The Hastings Tribune is a newspaper published in Hastings, Nebraska. The newspaper is put out five days a week, Tuesday-Saturday with an e-edition only on Monday. It serves ten counties in south central Nebraska and north central Kansas.
In 2011, its circulation was 9,356. Today, it's 5,250.

==History==

In 1886, Frank D. Taggart founded the Independent, a weekly paper intended to promote the Republican party. At about the same time, A. P. Brown and Dick Thompson founded the weekly Tribune. The two newspapers were purchased and merged by A. H. Brown, who published the combined paper under the name Hastings Independent-Tribune.

In 1894, the newspaper was purchased by Adam Breede, who changed its name to the Hastings Tribune. In 1905, it began daily publication under the name Hastings Daily Tribune; the weekly Tribune continued to be published. A Linotype was acquired in 1907, and a press in 1910; prior to those dates the type had been hand-set and the newspaper printed by the rival Adams County Democrat.

Breede was an active promoter of municipal improvements. He also supported the political career of Hastings resident Charles Henry Dietrich. A lifelong bachelor, Breede left the Tribune in other hands while he acted as a war correspondent during World War I. After the war, he embarked on a big-game hunting expedition to Africa, where he contracted blackwater fever; the aftereffects of this led to his death in 1928.

Henry G. Smith, who had served as managing editor since 1905, took over as editor and publisher upon Breede's death. In 1937, he retired and the newspaper was sold to the Seaton family.

Fay Seaton had owned and published the Manhattan, Kansas Mercury since 1915;
later, he had acquired the Manhattan Chronicle.
In 1937, he and his sons Fred and Richard bought the Tribune, and Fred was dispatched to Hastings to operate the newspaper.

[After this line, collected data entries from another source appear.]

impl EventLoop {
    pub fn new(engine: OverlayEngine, receiver: UiReceiver) -> Self {
        Self {
            engine,
            receiver,
            monitor: None,
            started: false,
            running: false,
        }
    }

    /// Route hotkey and reacquire requests to `monitor`, and start/stop it
    /// with the loop.
    pub fn with_monitor(mut self, monitor: GlobalInputMonitor) -> Self {
        self.monitor = Some(monitor);
        self
    }

    pub fn engine(&self) -> &OverlayEngine {
        &self.engine
    }

    pub fn engine_mut(&mut self) -> &mut OverlayEngine {
        &mut self.engine
    }

    pub fn monitor(&self) -> Option<&GlobalInputMonitor> {
        self.monitor.as_ref()
    }

    /// Build surfaces, register the hotkey and start input capture.
    ///
    /// Called by [`run`](Self::run) and the first [`pump`](Self::pump);
    /// later calls do nothing.
    pub fn start(&mut self) -> Result<()> {
        if self.started {
            return Ok(());
        }
        self.started = true;
        self.engine.start()?;
        if let Some(monitor) = &self.monitor {
            monitor.register_hotkey(self.engine.configured_hotkey());
            if let MonitorStatus::Degraded(reason) = monitor.start() {
                log::warn!("starting without input capture: {reason}");
            }
        }
        self.running = true;
        Ok(())
    }

    fn dispatch(&mut self, message: UiMessage) {
        match message {
            UiMessage::Shutdown => self.running = false,
            UiMessage::ReacquireInput => {
                if let Some(monitor) = &self.monitor {
                    log::info!("reacquiring input capture: {:?}", monitor.reacquire());
                }
            }
            UiMessage::UpdateHotkey(binding) => {
                if let Some(monitor) = &self.monitor {
                    monitor.update_hotkey(binding);
                }
            }
            other => self.engine.handle_message(other),
        }
    }

    /// Process every queued message and run one frame without blocking.
    ///
    /// Returns `false` once a shutdown was requested or every sender is gone.
    pub fn pump(&mut self) -> Result<bool> {
        if !self.started {
            self.start()?;
        }
        if !self.running {
            return Ok(false);
        }
        loop {
            match self.receiver.try_recv() {
                Ok(Some(message)) => self.dispatch(message),
                Ok(None) => break,
                Err(Error::Disconnected) => {
                    self.running = false;
                    break;
                }
                Err(err) => return Err(err),
            }
            if !self.running {
                break;
            }
        }
        if self.running {
            self.engine.pump_surfaces();
            self.engine.frame();
        } else {
            self.finish()?;
        }
        Ok(self.running)
    }

    /// Run until [`UiMessage::Shutdown`] or until every sender is dropped.
    pub fn run(&mut self) -> Result<()> {
        self.start()?;
        let mut next_frame = Instant::now();

        while self.running {
            let frame_wait = self
                .engine
                .needs_frames()
                .then(|| next_frame.saturating_duration_since(Instant::now()));
            let wait = match (frame_wait, self.engine.pump_interval()) {
                (Some(frame), Some(pump)) => Some(frame.min(pump)),
                (frame, pump) => frame.or(pump),
            };
            let received = match wait {
                Some(timeout) => self.receiver.recv_timeout(timeout),
                None => self.receiver.recv().map(Some),
            };

            match received {
                Ok(Some(message)) => self.dispatch(message),
                Ok(None) => {}
                Err(Error::Disconnected) => break,
                Err(err) => return Err(err),
            }

            self.engine.pump_surfaces();
            let now = Instant::now();
            if self.running && now >= next_frame {
                self.engine.frame();
                next_frame = now + FRAME_INTERVAL;
            }
        }

        self.finish()
    }

    fn finish(&mut self) -> Result<()> {
        self.running = false;
        self.engine.shutdown();
        if let Some(monitor) = &self.monitor {
            monitor.stop()?;
        }
        log::info!("event loop stopped");
        Ok(())
    }
}

/// Lets the host talk to a running [`EventLoop`] from any thread.
#[derive(Debug, Clone)]
pub struct EngineHandle {
    sender: UiSender,
}

impl EngineHandle {
    pub fn new(sender: UiSender) -> Self {
        Self { sender }
    }

    /// Displays were added, removed or resized.
    pub fn topology_changed(&self) -> Result<()> {
        self.sender.send(UiMessage::TopologyChanged)
    }

    /// Retry input capture, e.g. after permission was granted.
    pub fn reacquire_input(&self) -> Result<()> {
        self.sender.send(UiMessage::ReacquireInput)
    }

    pub fn update_hotkey(&self, binding: HotkeyBinding) -> Result<()> {
        self.sender.send(UiMessage::UpdateHotkey(binding))
    }

    pub fn shutdown(&self) -> Result<()> {
        self.sender.send(UiMessage::Shutdown)
    }
}

#[cfg(test)]
mod tests {
    use super::*;
    use crate::channel::ui_channel;
    use crate::clock::ManualClock;
    use crate::display::{ManualCursor, StaticTopology};
    use crate::geometry::Rect;
    use crate::settings::SharedSettings;
    use crate::surface::HeadlessBackend;

    struct Rig {
        clock: ManualClock,
        settings: SharedSettings,
        backend: HeadlessBackend,
        engine: OverlayEngine,
    }

    fn rig() -> Rig {
        let clock = ManualClock::new();
        let settings = SharedSettings::default();
        let backend = HeadlessBackend::new();
        let mut engine = OverlayEngine::new(
            Arc::new(clock.clone()),
            Box::new(settings.clone()),
            Box::new(StaticTopology::new(vec![DisplayInfo::new(
                1,
                Rect::new(0.0, 0.0, 800.0, 600.0),
                true,
            )])),
            Box::new(ManualCursor::new(Point::new(400.0, 100.0))),
            Box::new(backend.clone()),
        );
        engine.start().unwrap();
        Rig {
            clock,
            settings,
            backend,
            engine,
        }
    }

    #[test]
    fn test_activate_samples_cursor_immediately() {
        let mut rig = rig();
        assert!(rig.engine.activate());
        // Hook y=100 on a 600-high primary.
        assert_eq!(rig.engine.session().cursor(), Some(Point::new(400.0, 500.0)));
        rig.engine.frame();
        assert!(rig.backend.live()[0].last_frame.is_some());
    }

    fn has_mask(frame: &Frame) -> bool {
        frame
            .ops()
            .iter()
            .any(|op| matches!(op, crate::paint::PaintOp::FillWithHole { .. }))
    }

    fn has_ripple(frame: &Frame) -> bool {
        frame
            .ops()
            .iter()
            .any(|op| matches!(op, crate::paint::PaintOp::StrokeOutline { .. }))
    }

    #[test]
    fn test_ripples_without_spotlight() {
        let mut rig = rig();
        rig.engine
            .on_pointer_click(Point::new(40.0, 40.0), PointerButton::Primary);
        assert_eq!(rig.engine.active_effects(), 1);
        assert!(rig.engine.needs_frames());

        rig.clock.advance(Duration::from_millis(16));
        rig.engine.frame();
        let record = rig.backend.live()[0].clone();
        assert!(record.visible);
        assert_eq!(record.opacity, 1.0);
        let frame = record.last_frame.unwrap();
        assert!(has_ripple(&frame));
        assert!(!has_mask(&frame));

        rig.clock.advance(Duration::from_secs(1));
        rig.engine.frame();
        assert!(rig.engine.effects().is_empty());
        assert!(!rig.backend.live()[0].visible);
        assert!(!rig.engine.needs_frames());
    }

    #[test]
    fn test_keystroke_without_spotlight() {
        let mut rig = rig();
        rig.settings.update(|s| s.keystrokes = true);
        rig.engine.on_keystroke("Ctrl+K".into());
        assert_eq!(rig.engine.active_effects(), 1);
        rig.engine.frame();
        assert!(rig.backend.live()[0].visible);
    }

    #[test]
    fn test_effects_survive_deactivate() {
        let mut rig = rig();
        rig.engine.activate();
        rig.engine
            .on_pointer_click(Point::new(1.0, 1.0), PointerButton::Secondary);
        rig.engine
            .on_pointer_click(Point::new(2.0, 1.0), PointerButton::Primary);
        assert_eq!(rig.engine.active_effects(), 2);

        rig.engine.deactivate();
        rig.clock.advance(Duration::from_millis(16));
        rig.engine.frame();
        assert_eq!(rig.engine.active_effects(), 2);
        assert!(rig.engine.surfaces().is_visible());
        assert!(!rig.engine.surfaces().is_fading_out());

        rig.settings.update(|s| s.click_effects = false);
        rig.engine
            .on_pointer_click(Point::new(3.0, 1.0), PointerButton::Primary);
        assert_eq!(rig.engine.active_effects(), 2);
    }

    #[test]
    fn test_ripples_finish_and_release_marks() {
        let mut rig = rig();
        rig.engine.activate();
        rig.engine.on_pointer_click(Point::new(10.0, 10.0), PointerButton::Primary);
        rig.clock.advance(Duration::from_millis(200));
        rig.engine.frame();
        assert_eq!(rig.engine.effects().len(), 1);
        rig.clock.advance(Duration::from_millis(200));
        rig.engine.frame();
        assert!(rig.engine.effects().is_empty());
        assert_eq!(rig.engine.active_effects(), 0);
    }

    #[test]
    fn test_keystrokes_respect_setting() {
        let mut rig = rig();
        rig.engine.activate();
        rig.engine.on_keystroke("K".into());
        assert_eq!(rig.engine.active_effects(), 0);

        rig.settings.update(|s| s.keystrokes = true);
        rig.engine.on_keystroke("Ctrl+K".into());
        assert_eq!(rig.engine.active_effects(), 1);
    }

    #[test]
    fn test_radius_reread_every_frame() {
        let mut rig = rig();
        rig.settings.update(|s| s.activation_secs = 0.0);
        rig.engine.activate();
        rig.engine.frame();
        rig.settings.update(|s| s.radius = 10_000.0);
        rig.engine.on_pointer_moved(Point::new(300.0, 300.0));
        rig.engine.frame();

        let frame = rig.backend.live()[0].last_frame.clone().unwrap();
        let radius = frame.ops().iter().find_map(|op| match op {
            crate::paint::PaintOp::FillWithHole {
                hole: Some(crate::paint::Outline::Circle { radius, .. }),
                ..
            } => Some(*radius),
            _ => None,
        });
        assert_eq!(radius, Some(500.0));
    }

    #[test]
    fn test_pump_stops_on_shutdown() {
        let (tx, rx) = ui_channel();
        let rig = rig();
        let mut event_loop = EventLoop::new(rig.engine, rx);
        let handle = EngineHandle::new(tx);
        assert!(event_loop.pump().unwrap());
        assert_eq!(rig.backend.pumps(), 1);
        handle.shutdown().unwrap();
        assert!(!event_loop.pump().unwrap());
        assert_eq!(rig.backend.pumps(), 1);
    }
}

Fred Seaton had worked on the two Manhattan newspapers since his youth, rising to the position of associate editor of Seaton Publications.
He edited and published the Tribune from 1937 until his death in 1974. His residence in Hastings was interrupted by a decade in Washington, D.C., as a U.S. Senator and in a variety of positions in the Eisenhower administration.
During his term as editor and publisher, the Tribune became the first Nebraska newspaper outside of the Lincoln-Omaha area to use wirephoto, and the only one to use three wire services. Near the end of his life, he converted the newspaper from letterpress to offset printing.

After Fred Seaton's death in 1974, his son Don Seaton became the publisher of the Tribune. He held the position until his retirement in 2010.

==21st century==

Upon Don Seaton's retirement, he was replaced as publisher by Darran Fowler, who had previously served as associate publisher and as managing editor of the newspaper. Stephen Hermann was named managing editor to replace Fowler; he had previously worked at the Omaha World-Herald and at the Lincoln Journal Star, and immediately prior to his appointment at the Tribune had served as director of student publications at Nicholls State University in Thibodaux, Louisiana. Hermann retired after 18 months, and was replaced as managing editor in 2011 by Amy Palser, who had been the Tribunes news director from 2001 to 2005.

The Tribune is published six days a week: (until July 2017) Monday through Friday afternoons, and Saturday mornings. In July 2017, the Tribune began publishing Monday through Saturday mornings, thus the long-standing tradition of afternoon editions ended.
The newspaper serves eight counties in south central Nebraska and two in north central Kansas: Adams County, Nebraska, where Hastings is located; Clay, Fillmore, Franklin, Kearney, Nuckolls, Thayer, and Webster counties in Nebraska; and Jewell and Smith counties in Kansas. It also covers small portions of Hall, Hamilton, and Harlan counties in Nebraska.